Sadly, I don’t remember a lot of times when my kids’ friends joined us for a meal. We lived three miles down a dirt road and were about thirty minutes from town. The geography was a large part of the reason we seldom had friends over for a meal.
There was one occasion when my husband came home after we moved closer to town and found a teenage boy with his head in our refrigerator. When Josh saw Ernest enter the room, he casually closed the door and commented that there really was not much in there to eat. Ernest asked where our son Rodney was. Josh commented that he did not know, he was just in the neighborhood and stopped by for a snack. We laughed and were happy that he felt comfortable coming by even when our son was not home.
One day Josh’s dad asked Ernest what he owed him. Ernest responded “You don’t owe me anything.

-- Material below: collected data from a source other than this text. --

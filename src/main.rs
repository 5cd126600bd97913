fn main() {
    if let Err(err) = chartboard::run() {
        eprintln!("error: {err}");
        std::process::exit(1);
    }
}
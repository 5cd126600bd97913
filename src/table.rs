//! Plain-text tables for terminal output.
//!
//! Cells that look numeric (digits with optional sign, separators, or a
//! decimal point) are right-aligned; everything else is left-aligned.

use std::borrow::Cow;
use std::fmt::Write as _;

#[derive(Debug, Clone, Copy, PartialEq, Eq)]
enum Align {
    Left,
    Right,
}

pub fn render_table<H: AsRef<str>>(headers: &[H], rows: &[Vec<String>]) -> String {
    let headers = headers.iter().map(|h| h.as_ref()).collect::<Vec<_>>();
    let column_count = headers.len();
    let mut widths = headers.iter().map(|h| display_width(h)).collect::<Vec<_>>();
    let mut numeric = vec![!rows.is_empty(); column_count];

    for row in rows {
        for (idx, cell) in row.iter().enumerate().take(column_count) {
            widths[idx] = widths[idx].max(display_width(cell));
            if !cell.is_empty() && !looks_numeric(cell) {
                numeric[idx] = false;
            }
        }
    }

    let aligns = numeric
        .iter()
        .map(|is_numeric| if *is_numeric { Align::Right } else { Align::Left })
        .collect::<Vec<_>>();

    let mut output = String::new();
    let _ = writeln!(output, "{}", format_row(&headers, &widths, &aligns));
    let rule = widths.iter().map(|w| "-".repeat(*w)).collect::<Vec<_>>();
    let _ = writeln!(output, "{}", format_row(&rule, &widths, &aligns));
    for row in rows {
        let _ = writeln!(output, "{}", format_row(row, &widths, &aligns));
    }
    output
}

pub fn print_table<H: AsRef<str>>(headers: &[H], rows: &[Vec<String>]) {
    print!("{}", render_table(headers, rows));
}

fn format_row<S: AsRef<str>>(values: &[S], widths: &[usize], aligns: &[Align]) -> String {
    let mut cells = Vec::with_capacity(widths.len());
    for (idx, width) in widths.iter().enumerate() {
        let value = values.get(idx).map(|v| v.as_ref()).unwrap_or("");
        let sanitized = sanitize_cell(value);
        let padding = width.saturating_sub(display_width(&sanitized));
        let cell = match aligns.get(idx).copied().unwrap_or(Align::Left) {
            Align::Left => format!("{sanitized}{}", " ".repeat(padding)),
            Align::Right => format!("{}{sanitized}", " ".repeat(padding)),
        };
        cells.push(cell);
    }
    cells.join("  ").trim_end().to_string()
}

fn looks_numeric(value: &str) -> bool {
    let body = value.strip_prefix('-').unwrap_or(value);
    !body.is_empty()
        && body.chars().any(|c| c.is_ascii_digit())
        && body.chars().all(|c| c.is_ascii_digit() || c == ',' || c == '.')
}

fn display_width(value: &str) -> usize {
    value.chars().count()
}

fn sanitize_cell(value: &str) -> Cow<'_, str> {
    if value.contains(['\n', '\r', '\t']) {
        Cow::Owned(value.replace(['\n', '\r', '\t'], " "))
    } else {
        Cow::Borrowed(value)
    }
}
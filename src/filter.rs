//! Row selection over a [`ChartTable`]: date window, rank threshold, artist
//! and track filters, plus the free-text table search.

use chrono::{Duration, NaiveDate};
use clap::ValueEnum;
use serde::Serialize;

use crate::{data::ChartEntry, merge::ChartTable};

pub const MIN_TOP_N: u32 = 10;
pub const MAX_TOP_N: u32 = 200;
pub const DEFAULT_TOP_N: u32 = 50;

#[derive(Debug, Clone, Copy, Default, PartialEq, Eq, ValueEnum, Serialize)]
#[value(rename_all = "kebab-case")]
pub enum DatePreset {
    #[default]
    Custom,
    Last7,
    Last14,
    Last30,
}

impl DatePreset {
    pub fn days(&self) -> Option<i64> {
        match self {
            DatePreset::Custom => None,
            DatePreset::Last7 => Some(7),
            DatePreset::Last14 => Some(14),
            DatePreset::Last30 => Some(30),
        }
    }

    /// Window relative to the table's latest date, clamped to its earliest.
    /// `Custom` uses the requested bounds, each defaulting to the table's.
    pub fn resolve(
        &self,
        bounds: (NaiveDate, NaiveDate),
        start: Option<NaiveDate>,
        end: Option<NaiveDate>,
    ) -> (NaiveDate, NaiveDate) {
        let (min_date, max_date) = bounds;
        match self.days() {
            Some(days) => {
                let start = max_date - Duration::days(days - 1);
                (start.max(min_date), max_date)
            }
            None => (start.unwrap_or(min_date), end.unwrap_or(max_date)),
        }
    }
}

/// User-chosen filters applied before every aggregation.
#[derive(Debug, Clone, PartialEq, Eq, Serialize)]
pub struct Selection {
    pub start: NaiveDate,
    pub end: NaiveDate,
    pub rank_max: u32,
    pub artist: Option<String>,
    pub keyword: Option<String>,
}

impl Selection {
    pub fn new(start: NaiveDate, end: NaiveDate, rank_max: u32) -> Self {
        Self {
            start,
            end,
            rank_max,
            artist: None,
            keyword: None,
        }
    }

    pub fn with_artist(mut self, artist: Option<String>) -> Self {
        self.artist = artist;
        self
    }

    pub fn with_keyword(mut self, keyword: Option<String>) -> Self {
        self.keyword = keyword;
        self
    }

    pub fn matches(&self, entry: &ChartEntry) -> bool {
        if entry.date < self.start || entry.date > self.end || entry.position > self.rank_max {
            return false;
        }
        if let Some(artist) = &self.artist
            && entry.artist != *artist
        {
            return false;
        }
        match self.keyword.as_deref().map(str::trim) {
            Some(keyword) if !keyword.is_empty() => contains_ignore_case(&entry.track, keyword),
            _ => true,
        }
    }

    pub fn apply<'a>(&self, table: &'a ChartTable) -> ChartView<'a> {
        ChartView::new(
            table
                .entries()
                .iter()
                .filter(|entry| self.matches(entry))
                .collect(),
        )
    }
}

pub fn contains_ignore_case(haystack: &str, needle: &str) -> bool {
    haystack.to_lowercase().contains(&needle.to_lowercase())
}

/// Read-only subset of a table's rows, in table order unless re-sorted.
#[derive(Debug, Clone, Default, PartialEq)]
pub struct ChartView<'a> {
    entries: Vec<&'a ChartEntry>,
}

impl<'a> ChartView<'a> {
    pub fn new(entries: Vec<&'a ChartEntry>) -> Self {
        Self { entries }
    }

    pub fn from_table(table: &'a ChartTable) -> Self {
        Self::new(table.entries().iter().collect())
    }

    pub fn entries(&self) -> &[&'a ChartEntry] {
        &self.entries
    }

    pub fn len(&self) -> usize {
        self.entries.len()
    }

    pub fn is_empty(&self) -> bool {
        self.entries.is_empty()
    }

    /// Rows whose track or artist contains `term`, ignoring case. A blank
    /// term keeps everything.
    pub fn search(&self, term: &str) -> ChartView<'a> {
        let term = term.trim();
        if term.is_empty() {
            return self.clone();
        }
        ChartView::new(
            self.entries
                .iter()
                .copied()
                .filter(|entry| {
                    contains_ignore_case(&entry.track, term)
                        || contains_ignore_case(&entry.artist, term)
                })
                .collect(),
        )
    }

    /// Stable sort by date then position, the data table's display order.
    pub fn sorted_by_date_and_position(&self) -> ChartView<'a> {
        let mut entries = self.entries.clone();
        entries.sort_by_key(|entry| (entry.date, entry.position));
        ChartView::new(entries)
    }

    /// Sorted distinct track names, the drilldown picker's options.
    pub fn tracks(&self) -> Vec<String> {
        let mut tracks = self
            .entries
            .iter()
            .map(|entry| entry.track.clone())
            .collect::<Vec<_>>();
        tracks.sort();
        tracks.dedup();
        tracks
    }
}
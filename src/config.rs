//! Dashboard configuration.
//!
//! Values come from built-in defaults, optionally overlaid by a YAML file
//! (`--config`), then by explicit command-line flags.

use std::{
    fs::File,
    io::BufReader,
    path::{Path, PathBuf},
    time::Duration,
};

use anyhow::{Context, Result, ensure};
use serde::{Deserialize, Serialize};

use crate::{cache::DEFAULT_TTL, source::DATE_PLACEHOLDER};

pub const DEFAULT_DATA_DIR: &str = "data";
pub const DEFAULT_REMOTE_TEMPLATE: &str =
    "https://spotifycharts.com/regional/pk/daily/{date}/download";
pub const DEFAULT_EXPORT_FILE: &str = "spotify_pk_filtered.csv";
pub const DEFAULT_TIMEOUT_SECS: u64 = 30;

#[derive(Debug, Clone, PartialEq, Serialize, Deserialize)]
#[serde(default)]
pub struct DashboardConfig {
    pub data_dir: PathBuf,
    pub remote_url_template: String,
    pub request_timeout_secs: u64,
    pub cache_ttl_secs: u64,
    pub export_file_name: String,
    pub input_encoding: Option<String>,
}

impl Default for DashboardConfig {
    fn default() -> Self {
        Self {
            data_dir: PathBuf::from(DEFAULT_DATA_DIR),
            remote_url_template: DEFAULT_REMOTE_TEMPLATE.to_string(),
            request_timeout_secs: DEFAULT_TIMEOUT_SECS,
            cache_ttl_secs: DEFAULT_TTL.as_secs(),
            export_file_name: DEFAULT_EXPORT_FILE.to_string(),
            input_encoding: None,
        }
    }
}

impl DashboardConfig {
    pub fn load(path: &Path) -> Result<Self> {
        let file = File::open(path).with_context(|| format!("Opening config {path:?}"))?;
        let config: DashboardConfig = serde_yaml::from_reader(BufReader::new(file))
            .with_context(|| format!("Parsing config {path:?}"))?;
        config.validate()?;
        Ok(config)
    }

    pub fn validate(&self) -> Result<()> {
        ensure!(
            self.remote_url_template.contains(DATE_PLACEHOLDER),
            "remote_url_template must contain the {DATE_PLACEHOLDER} placeholder"
        );
        ensure!(
            self.request_timeout_secs > 0,
            "request_timeout_secs must be positive"
        );
        ensure!(
            !self.export_file_name.trim().is_empty(),
            "export_file_name cannot be empty"
        );
        Ok(())
    }

    pub fn request_timeout(&self) -> Duration {
        Duration::from_secs(self.request_timeout_secs)
    }

    pub fn cache_ttl(&self) -> Duration {
        Duration::from_secs(self.cache_ttl_secs)
    }
}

Why?” He said, “I figured I owe you child support because my son has eaten at your house so much.” Ernest answered, “No, they ate at your house last month”.
My husband recalls conversations with his friends when he was a teenager when they discussed what was being served for supper at each home. The intent was to go eat at the house with the best food first and then make the rounds to the other houses.
Sometimes in life we share a meal with someone who is not in our usual social circle. When I was about 30, we shared a meal in the home of some friends who were our parents age. I don’t recall there being any specific occasion. I do remember that our children were not with us. In those days that could have BEEN the occasion. We seldom did anything without the kids. The meal was delicious, and the company was relaxed and fun. I remember thinking when we left there, “I hope she invites us again. This woman can cook!”. I’d love to be one of those people from whom a dinner invitation brings an automatic leap of joy, an internal “YES!” because I am such a great cook. That’s not the case. I have not mastered cooking though I do stumble into some success in the kitchen and I believe there’s hope.
My kids asked me one time if anyone was coming for dinner. I said, “No. Why?”. “Because if someone is coming you will cook”. Well I never failed to feed them, but you get the picture.
I have heard recently that if we think things have changed quickly in our generation, we had better hold on tight because we have never even imagined change like our grandchildren will experience. I was born in 1957 when television was new. Cars were much more basic and computers not part of our lives. I graduated from High School in 1975 which is the year Ed Roberts coined the term “personal computer”. However, we all still eat. I don’t think that will change. Families still need connection and a meal shared at home still meets a lot of needs.
God in his great love created mankind with the need for both community and nutrition. Mealtime is a great occasion to meet both needs. I am thankful for memories of time spent around the table with family. Enjoy your family gatherings this week.